İlk Tribün Liderimiz: Nedim Yıldız

Nedim Yıldız İstanbulspor tarihinde ki ilk tribün lideri ve ilk taraftar gurubunun kurucusu. Sn. Yıldız’a bir ziyaret gerçekleştirdik. Çok sıcak karşıladığı ve çok samimi cevaplar verdiği bir söyleşi yaptık. Olayların perde arkasını ve yaşananları kendisi ile konuştuk.

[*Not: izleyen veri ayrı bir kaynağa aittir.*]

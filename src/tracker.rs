//! Tracker endpoint (answer role): detects the ball in received frames and
//! reports detections, paired with the latest ground truth, back to the
//! origin.

use anyhow::{anyhow, Result};
use std::sync::mpsc::{Receiver, RecvTimeoutError, Sender};
use std::time::{Duration, Instant};

use crate::coords::{CoordinateReporter, GroundTruthCache, DEFAULT_REPORT_INTERVAL};
use crate::detect::{DetectionSlot, DetectionWorker, DetectorBackend, FrameQueue, Point, WorkerStats};
use crate::frame::Frame;
use crate::session::{PeerSession, SessionEvent};

const IDLE_POLL: Duration = Duration::from_millis(250);

#[derive(Clone, Debug, Default)]
pub struct TrackerSummary {
    pub frames_received: u64,
    /// Frames evicted from a bounded detection queue.
    pub frames_dropped: u64,
    pub reports_sent: u64,
    pub worker: WorkerStats,
    pub last_detection: Option<Point>,
    pub last_truth: Point,
    /// Most recent frame, when `keep_last_frame` was requested.
    pub last_frame: Option<Frame>,
    pub reason: String,
}

pub struct Tracker {
    session: PeerSession,
    events: Receiver<SessionEvent>,
    report_interval: Duration,
    max_backlog: Option<usize>,
    max_duration: Option<Duration>,
    keep_last_frame: bool,
}

impl Tracker {
    pub fn new(session: PeerSession, events: Receiver<SessionEvent>) -> Self {
        Self {
            session,
            events,
            report_interval: DEFAULT_REPORT_INTERVAL,
            max_backlog: None,
            max_duration: None,
            keep_last_frame: false,
        }
    }

    pub fn with_report_interval(mut self, interval: Duration) -> Self {
        self.report_interval = interval;
        self
    }

    /// Bound the detection queue; the oldest pending frame is dropped when
    /// the worker falls behind.
    pub fn with_max_backlog(mut self, max_backlog: Option<usize>) -> Self {
        self.max_backlog = max_backlog;
        self
    }

    pub fn with_max_duration(mut self, limit: Duration) -> Self {
        self.max_duration = Some(limit);
        self
    }

    pub fn keep_last_frame(mut self, keep: bool) -> Self {
        self.keep_last_frame = keep;
        self
    }

    pub fn event_sender(&self) -> Sender<SessionEvent> {
        self.session.event_sender()
    }

    /// Track until the session ends. Shutdown runs in order: stop the
    /// reporter, drain and join the detection worker, close the link, close
    /// signaling.
    pub fn run<B: DetectorBackend + 'static>(mut self, backend: B) -> Result<TrackerSummary> {
        let queue = match self.max_backlog {
            Some(max) => FrameQueue::with_max_backlog(max),
            None => FrameQueue::unbounded(),
        };
        let slot = DetectionSlot::new();
        let truth = GroundTruthCache::new();
        let worker = DetectionWorker::spawn(backend, queue.clone(), slot.clone())?;
        log::info!("tracker: detection backend '{}'", worker.backend_name());

        let mut state = TrackState {
            worker: &worker,
            slot: &slot,
            truth: &truth,
            reporter: None,
            summary: TrackerSummary::default(),
        };
        let outcome = self.session.start().and_then(|()| self.event_loop(&mut state));

        let TrackState {
            reporter,
            mut summary,
            ..
        } = state;
        let mut teardown: Result<()> = Ok(());
        if let Some(reporter) = reporter {
            match reporter.stop() {
                Ok(sent) => summary.reports_sent = sent,
                Err(e) => teardown = Err(e),
            }
        }
        match worker.shutdown() {
            Ok(stats) => summary.worker = stats,
            Err(e) => {
                if teardown.is_ok() {
                    teardown = Err(e);
                }
            }
        }
        let closed = self.session.close();

        let reason = outcome?;
        teardown?;
        closed?;

        summary.frames_dropped = queue.evicted()?;
        if summary.frames_dropped > 0 {
            log::info!(
                "tracker: {} frames dropped behind the worker",
                summary.frames_dropped
            );
        }
        summary.last_detection = slot.latest()?;
        summary.last_truth = truth.load()?;
        log::info!(
            "tracker: session over ({}): frames={} detections={} reports={}",
            reason,
            summary.frames_received,
            summary.worker.detections,
            summary.reports_sent
        );
        summary.reason = reason;
        Ok(summary)
    }

    fn event_loop(&mut self, state: &mut TrackState<'_>) -> Result<String> {
        let deadline = self.max_duration.map(|limit| Instant::now() + limit);
        loop {
            let wait = match deadline {
                Some(deadline) => deadline.saturating_duration_since(Instant::now()),
                None => IDLE_POLL,
            };
            let event = match self.events.recv_timeout(wait) {
                Ok(event) => event,
                Err(RecvTimeoutError::Timeout) => {
                    if deadline.is_some_and(|d| Instant::now() >= d) {
                        return Ok("time limit reached".to_string());
                    }
                    continue;
                }
                Err(RecvTimeoutError::Disconnected) => {
                    return Ok("event channel closed".to_string());
                }
            };
            match self.session.handle(event)? {
                None => {}
                Some(SessionEvent::FrameReceived(frame)) => {
                    state.summary.frames_received += 1;
                    if self.keep_last_frame {
                        state.summary.last_frame = Some(frame.clone());
                    }
                    state.worker.submit(frame)?;
                }
                Some(SessionEvent::MessageReceived(text)) => {
                    state.truth.apply_message(&text);
                }
                Some(SessionEvent::ChannelOpened(label)) => {
                    if state.reporter.is_none() {
                        let link = self
                            .session
                            .link()
                            .ok_or_else(|| anyhow!("channel '{}' opened without a link", label))?;
                        state.reporter = Some(CoordinateReporter::spawn(
                            link,
                            state.truth.clone(),
                            state.slot.clone(),
                            self.report_interval,
                        )?);
                        log::info!(
                            "tracker: channel '{}' open, reporting every {:?}",
                            label,
                            self.report_interval
                        );
                    }
                }
                Some(SessionEvent::SessionEnded(reason)) => return Ok(reason),
                Some(other) => log::debug!("tracker ignoring event {:?}", other),
            }
        }
    }
}

struct TrackState<'a> {
    worker: &'a DetectionWorker,
    slot: &'a DetectionSlot,
    truth: &'a GroundTruthCache,
    reporter: Option<CoordinateReporter>,
    summary: TrackerSummary,
}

-Nedim Yıldız’ı tanıyalım.

2 Şubat1975 İstanbul Sefaköy’de Kemal Paşa Mahallesinde bir evde doğdum. Uygur Türküyüm ailem Orta Asya dan gelmiş. Burada okudum, burada büyüdüm. Gençlik çağlarımda bir futbol hastalığım vardı. Bu konuda babamdan azar da işitirdim. Ayakkabılarım parçalanırdı. Çok iyi futbol oynadığım için beni buradaki Sefaköy Kartalspor Kulübüne yazdırdılar. Antrenman erken saatte oluyordu, ben okulu bırakıp çalışmaya başlamıştım, Çalışma ve idman saatleri uymadığından futbolu bırakmak zorunda kaldım. Sporu çok sevdiğimden karateye başladım. Uzak döğüşde uzmanlığa kadar yükseldim. Karate yaparken de futbol aşkı bitmemişti futbolda oynuyordum. Bizim gençliğimizde sosyal yaşam okulun bahçesinde toplanıp maç yapmaktı. İdmanlara gittiğimde karate hocam baldırımı tutar sen yine futbol oynamışın adalelerin taş gibi der, beni azarlardı. Hala bu mahallede oturuyorum. Bekarım, şimdi bir matbaa işletiyorum.

– Tribüne nasıl başladın?

Çok sevdiğimiz bir abimiz Sefaköy Kartalspor’a idareci oldu. Kulübün tribünü yok, bizde arkadaşlarla toplanıp kulübe tribün yaptık. Bu şekilde tribüne başlamış oldum. Bu arada Kartalspor’u 3. lige çıkarmak için çok uğraştık. Bunu da başarıyorduk ama en son maçta penaltılarla kaybettik. Başkanda kulübü bıraktı, bizim bütün hayallerimiz yıkıldı. O sıralarda arkadaşlarla İstanbulspor’un maçlarını da izliyorduk.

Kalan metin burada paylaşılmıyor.